§ **Exercise prompt**
Write out exactly the lines of the entries below from the one holding "pub const SDK_VERSION: &str" to the one holding "red, zero plain.", inclusive, and leave out all other lines.
Record excerpts Block Start
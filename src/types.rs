//! Request and response types for the Kawaii API.

use serde::{Deserialize, Serialize};
use serde_json::Value;
use std::fmt;
use std::str::FromStr;

use crate::error::Error;

/// Top-level content category requested from the API.
#[derive(Debug, Clone, Copy, Serialize, PartialEq, Eq, Hash)]
#[serde(rename_all = "lowercase")]
pub enum Category {
    /// Text content.
    Text,
    /// Still images.
    Image,
    /// Animated GIFs.
    Gif,
    /// Endpoint statistics.
    Stats,
}

impl Category {
    /// Path segment used for this category.
    pub fn as_str(self) -> &'static str {
        match self {
            Category::Text => "text",
            Category::Image => "image",
            Category::Gif => "gif",
            Category::Stats => "stats",
        }
    }
}

impl fmt::Display for Category {
    fn fmt(&self, f: &mut fmt::Formatter<'_>) -> fmt::Result {
        f.write_str(self.as_str())
    }
}

impl FromStr for Category {
    type Err = Error;

    fn from_str(s: &str) -> Result<Self, Self::Err> {
        match s {
            "text" => Ok(Category::Text),
            "image" => Ok(Category::Image),
            "gif" => Ok(Category::Gif),
            "stats" => Ok(Category::Stats),
            other => Err(Error::Config(format!("unknown category: {}", other))),
        }
    }
}

/// Format the API should answer in.
#[derive(Debug, Clone, Copy, Serialize, PartialEq, Eq, Hash, Default)]
#[serde(rename_all = "lowercase")]
pub enum ResponseType {
    /// A JSON object with a `response` or `error` field.
    #[default]
    Json,
    /// The raw URL as text.
    Txt,
}

impl ResponseType {
    /// Value sent in the `type` header.
    pub fn as_str(self) -> &'static str {
        match self {
            ResponseType::Json => "json",
            ResponseType::Txt => "txt",
        }
    }
}

impl fmt::Display for ResponseType {
    fn fmt(&self, f: &mut fmt::Formatter<'_>) -> fmt::Result {
        f.write_str(self.as_str())
    }
}

impl FromStr for ResponseType {
    type Err = Error;

    fn from_str(s: &str) -> Result<Self, Self::Err> {
        match s {
            "json" => Ok(ResponseType::Json),
            "txt" => Ok(ResponseType::Txt),
            other => Err(Error::Config(format!("unknown response type: {}", other))),
        }
    }
}

/// Per-call overrides for [`Client::get`](crate::Client::get).
#[derive(Debug, Clone, Default, PartialEq, Eq)]
pub struct GetOptions {
    /// Response format for this call. Falls back to the client default.
    pub response_type: Option<ResponseType>,
    /// Filter entries placed before the client's default filter.
    pub filter: Vec<u32>,
}

impl GetOptions {
    /// Override the response format for this call.
    pub fn response_type(mut self, response_type: ResponseType) -> Self {
        self.response_type = Some(response_type);
        self
    }

    /// Set the per-call filter entries.
    pub fn filter(mut self, filter: impl IntoIterator<Item = u32>) -> Self {
        self.filter = filter.into_iter().collect();
        self
    }
}

/// Body of a json-mode answer.
#[derive(Debug, Clone, Deserialize)]
pub(crate) struct JsonResponse {
    pub response: Option<Value>,
    pub error: Option<Value>,
}

/// Concatenate per-call and client filters, per-call entries first.
pub(crate) fn merge_filters(request: &[u32], instance: &[u32]) -> Vec<u32> {
    request.iter().chain(instance).copied().collect()
}

/// Serialize a filter for the `filter` header: comma-joined decimals.
pub(crate) fn format_filter(filter: &[u32]) -> String {
    filter
        .iter()
        .map(|n| n.to_string())
        .collect::<Vec<_>>()
        .join(",")
}

/// Whether characters 1 through 5 of a txt-mode body spell `https`.
///
/// The upstream wraps the URL in a single leading character.
pub(crate) fn has_https_marker(text: &str) -> bool {
    text.chars().skip(1).take(5).eq("https".chars())
}

/// Render a JSON field as a plain string; strings are not re-quoted.
pub(crate) fn value_to_string(value: Value) -> String {
    match value {
        Value::String(s) => s,
        other => other.to_string(),
    }
}
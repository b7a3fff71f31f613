//! Crate version information.

/// Current crate version.
pub const SDK_VERSION: &str = env!("CARGO_PKG_VERSION");

/// Build the User-Agent string for outgoing requests.
pub fn build_user_agent(suffix: Option<&str>) -> String {
    let mut ua = format!(
        "kawaii-rust/{} ({}; {})",
        SDK_VERSION,
        std::env::consts::OS,
        std::env::consts::ARCH
    );

    if let Some(s) = suffix {
        ua.push(' ');
        ua.push_str(s);
    }

    ua
}
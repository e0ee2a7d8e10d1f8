/// ANSI color helper utilities for terminal output.
pub const RESET: &str = "\x1b[0m";

pub const GREY: &str = "\x1b[90m";

pub const RED: &str = "\x1b[31m";
pub const GREEN: &str = "\x1b[32m";

pub const YELLOW: &str = "\x1b[33m";
pub const CYAN: &str = "\x1b[36m";

use crate::models::authorization::AuthorizationState;

/// Colour of an authorization state in listings.
pub fn color_for_state(state: AuthorizationState) -> &'static str {
    match state {
        AuthorizationState::Pending => YELLOW,
        AuthorizationState::Authorized => GREEN,
        AuthorizationState::Rejected => RED,
        AuthorizationState::Recovered => CYAN,
    }
}

/// Signed value colour: positive green, negative red, zero plain.
pub fn color_for_delta(value: f64) -> &'static str {
    if value > 0.0 {
        GREEN
    } else if value < 0.0 {
        RED
    } else {
        RESET
    }
}

/// Grey out empty or zero cells.
pub fn colorize_optional(value: &str) -> String {
    let v = value.trim();
    if v.is_empty() || v == "-" || v == "0.00h" {
        format!("{GREY}{value}{RESET}")
    } else {
        value.to_string()
    }
}
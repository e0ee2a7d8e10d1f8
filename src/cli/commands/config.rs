use crate::cli::Context;
use crate::cli::parser::Commands;
use crate::config::Config;
use crate::errors::AppResult;
use crate::ui::messages::{error, success, warning};
use std::process::Command;

/// Handle the `config` subcommand
pub fn handle(cmd: &Commands, ctx: &Context) -> AppResult<()> {
    if let Commands::Config {
        print_config,
        edit_config,
        editor,
    } = cmd
    {
        let path = Config::config_file();

        if *print_config {
            println!("📄 Current configuration ({}):\n", path.display());
            println!("{}", serde_yaml::to_string(&ctx.cfg)?);
        }

        if *edit_config {
            let default_editor = std::env::var("EDITOR")
                .or_else(|_| std::env::var("VISUAL"))
                .unwrap_or_else(|_| {
                    if cfg!(target_os = "windows") {
                        "notepad".to_string()
                    } else {
                        "nano".to_string()
                    }
                });

            let editor_to_use = editor.clone().unwrap_or_else(|| default_editor.clone());

            match Command::new(&editor_to_use).arg(&path).status() {
                Ok(s) if s.success() => success(format!(
                    "Configuration file edited successfully using '{}'",
                    editor_to_use
                )),
                _ => {
                    warning(format!(
                        "Editor '{}' not available, falling back to '{}'",
                        editor_to_use, default_editor
                    ));

                    match Command::new(&default_editor).arg(&path).status() {
                        Ok(s) if s.success() => success(format!(
                            "Configuration file edited successfully using fallback '{}'",
                            default_editor
                        )),
                        _ => error(format!(
                            "Failed to edit configuration file using fallback '{}'",
                            default_editor
                        )),
                    }
                }
            }
        }
    }

    Ok(())
}
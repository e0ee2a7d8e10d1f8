//! User-facing status lines. Everything except `error` goes to stdout.

use crate::utils::colors::{CYAN, GREEN, RED, RESET, YELLOW};
use std::fmt;

const BOLD: &str = "\x1b[1m";

pub fn info<T: fmt::Display>(msg: T) {
    println!("{CYAN}{BOLD}ℹ️{RESET} {msg}");
}

pub fn success<T: fmt::Display>(msg: T) {
    println!("{GREEN}{BOLD}✅{RESET} {msg}");
}

pub fn warning<T: fmt::Display>(msg: T) {
    println!("{YELLOW}{BOLD}⚠️{RESET} {msg}");
}

pub fn error<T: fmt::Display>(msg: T) {
    eprintln!("{RED}{BOLD}❌{RESET} {msg}");
}

/// One rejected entry of a batch request, numbered from 1.
pub fn item_warning<T: fmt::Display>(item: usize, msg: T) {
    warning(format!("item {item}: {msg}"));
}

/// Report section title.
pub fn header<T: fmt::Display>(msg: T) {
    println!("{CYAN}{BOLD}=== {msg} ==={RESET}\n");
}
Record excerpts Block End
§ **Answer for the task**
pub const SDK_VERSION: &str = env!("CARGO_PKG_VERSION");

/// Build the User-Agent string for outgoing requests.
pub fn build_user_agent(suffix: Option<&str>) -> String {
    let mut ua = format!(
        "kawaii-rust/{} ({}; {})",
        SDK_VERSION,
        std::env::consts::OS,
        std::env::consts::ARCH
    );

    if let Some(s) = suffix {
        ua.push(' ');
        ua.push_str(s);
    }

    ua
}
repository e0ee2a7d8e10d1f8
/// ANSI color helper utilities for terminal output.
pub const RESET: &str = "\x1b[0m";

pub const GREY: &str = "\x1b[90m";

pub const RED: &str = "\x1b[31m";
pub const GREEN: &str = "\x1b[32m";

pub const YELLOW: &str = "\x1b[33m";
pub const CYAN: &str = "\x1b[36m";

use crate::models::authorization::AuthorizationState;

/// Colour of an authorization state in listings.
pub fn color_for_state(state: AuthorizationState) -> &'static str {
    match state {
        AuthorizationState::Pending => YELLOW,
        AuthorizationState::Authorized => GREEN,
        AuthorizationState::Rejected => RED,
        AuthorizationState::Recovered => CYAN,
    }
}

/// Signed value colour: positive green, negative red, zero plain.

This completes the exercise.